A new scientific milestone has been achieved as researchers have managed to create transparent squids by altering the genes of squid embryos and removing a key gene related to pigmentation. The feat was achieved with the help of the CRISPR-Cas 9 gene-editing tool.
Scientists have been fascinated by cephalopods, among which we can count squid, octopus, and cuttlefish, for a long time as they use their nervous systems for camouflage.
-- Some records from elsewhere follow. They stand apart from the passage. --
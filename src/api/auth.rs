//! Authentication handling for the Jenkins API.
//!
//! Jenkins accepts HTTP Basic Auth with either the account password or an
//! API token in the password slot.

use std::fmt;

use base64::{engine::general_purpose::STANDARD as BASE64, Engine};

/// Basic authentication credentials for Jenkins.
#[derive(Clone)]
pub struct Auth {
    /// The user name.
    username: String,
    /// The complete "Basic ..." authorization header value.
    auth_header: String,
}

impl Auth {
    /// Create new authentication credentials from a username and password.
    ///
    /// The password is immediately encoded and the raw value is not stored.
    pub fn new(username: &str, password: &str) -> Self {
        let auth_header = build_auth_header(username, password);
        Self {
            username: username.to_string(),
            auth_header,
        }
    }

    /// Build credentials only when both halves are present.
    pub fn from_parts(username: Option<&str>, password: Option<&str>) -> Option<Self> {
        match (username, password) {
            (Some(username), Some(password)) => Some(Self::new(username, password)),
            _ => None,
        }
    }

    /// Get the authorization header value for HTTP requests.
    pub fn header_value(&self) -> &str {
        &self.auth_header
    }

    /// Get the user name.
    pub fn username(&self) -> &str {
        &self.username
    }
}

impl fmt::Debug for Auth {
    fn fmt(&self, f: &mut fmt::Formatter<'_>) -> fmt::Result {
        f.debug_struct("Auth")
            .field("username", &self.username)
            .field("auth_header", &"<redacted>")
            .finish()
    }
}

/// Build the Basic Auth header value.
///
/// Encodes "username:password" in Base64 and prepends "Basic ".
fn build_auth_header(username: &str, password: &str) -> String {
    let credentials = format!("{}:{}", username, password);
    let encoded = BASE64.encode(credentials.as_bytes());
    format!("Basic {}", encoded)
}
//! API error types for the Jenkins client.

use reqwest::StatusCode;
use thiserror::Error;

/// Message carried by [`JenkinsError::NotFound`].
pub const NOT_FOUND_MESSAGE: &str = "Requested item could not be found";

/// Errors that can occur when interacting with the Jenkins API.
#[derive(Debug, Error)]
pub enum JenkinsError {
    /// The requested job or build does not exist (HTTP 404).
    #[error("{0}")]
    NotFound(String),

    /// Authentication or server-side failure (HTTP 401, 403 or 500).
    #[error("{message}")]
    Client {
        /// The HTTP status returned by the server.
        status: StatusCode,
        /// Human readable description including the status code.
        message: String,
    },

    /// Any other HTTP or network failure, passed through from reqwest unchanged.
    #[error(transparent)]
    Transport(#[from] reqwest::Error),

    /// A successful response whose body is not valid JSON.
    #[error("Invalid API response: {0}")]
    InvalidResponse(String),

    /// A key expected in a response payload is missing.
    #[error("Missing field in response: {0}")]
    MissingField(String),
}

/// Result type for API operations.
pub type Result<T> = std::result::Result<T, JenkinsError>;

impl JenkinsError {
    /// Map an HTTP status onto the client error taxonomy.
    ///
    /// Returns `None` for statuses that are not remapped; the caller is then
    /// expected to surface the transport error as-is.
    pub fn from_status(status: StatusCode) -> Option<Self> {
        match status.as_u16() {
            404 => Some(JenkinsError::NotFound(NOT_FOUND_MESSAGE.to_string())),
            401 | 403 | 500 => Some(JenkinsError::Client {
                status,
                message: format!(
                    "Error in request. Possibly authentication failed [{}]: {}",
                    status.as_u16(),
                    status.canonical_reason().unwrap_or("Unknown")
                ),
            }),
            _ => None,
        }
    }

    /// Whether this is the not-found case.
    pub fn is_not_found(&self) -> bool {
        matches!(self, JenkinsError::NotFound(_))
    }

    /// Whether this error belongs to the client error family.
    ///
    /// Not-found is a specialisation of the general client error, so both
    /// `NotFound` and `Client` report `true`.
    pub fn is_client_error(&self) -> bool {
        matches!(self, JenkinsError::NotFound(_) | JenkinsError::Client { .. })
    }

    /// The HTTP status behind this error, if there was one.
    pub fn status(&self) -> Option<StatusCode> {
        match self {
            JenkinsError::NotFound(_) => Some(StatusCode::NOT_FOUND),
            JenkinsError::Client { status, .. } => Some(*status),
            JenkinsError::Transport(e) => e.status(),
            _ => None,
        }
    }
}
The new discovery could also provide a wealth of information that may answer a series of questions related to the biology of these creatures.
Complex nervous system
Previous scientific research has shown that cephalopods feature the largest brains among invertebrates. One of the most interesting traits of the nervous system is the ability to hide. Cephalopods can also rewrite genetic code found in the messenger RNA and have other features of interest.
Scientists have tried to obtain in-depth information about the creatures in the past, but they weren’t able to peer into their brains. According to one of the researchers who contributed to the study, the new development offers the opportunity to see how their nervous system works in comparison to the human one.
Finding a solution through gene-editing
The team faced a series of challenges from the start, as the task of introducing the CRISPR-Cas 9 tool into squid embryos was complicated by a hard shell that protects them until they are ready for the hatching process. A custom-tool was designed in the form of a pair of micro-scissors, which was used to breach the shell.
Once the breach procedure was complete, the researchers could insert the tool removed from the target gene. The alien-looking squids are completely transparent, a feat that will ease further research, especially since squids are notoriously hard to find in the wild.
More information can be found in a paper that was published in a scientific journal.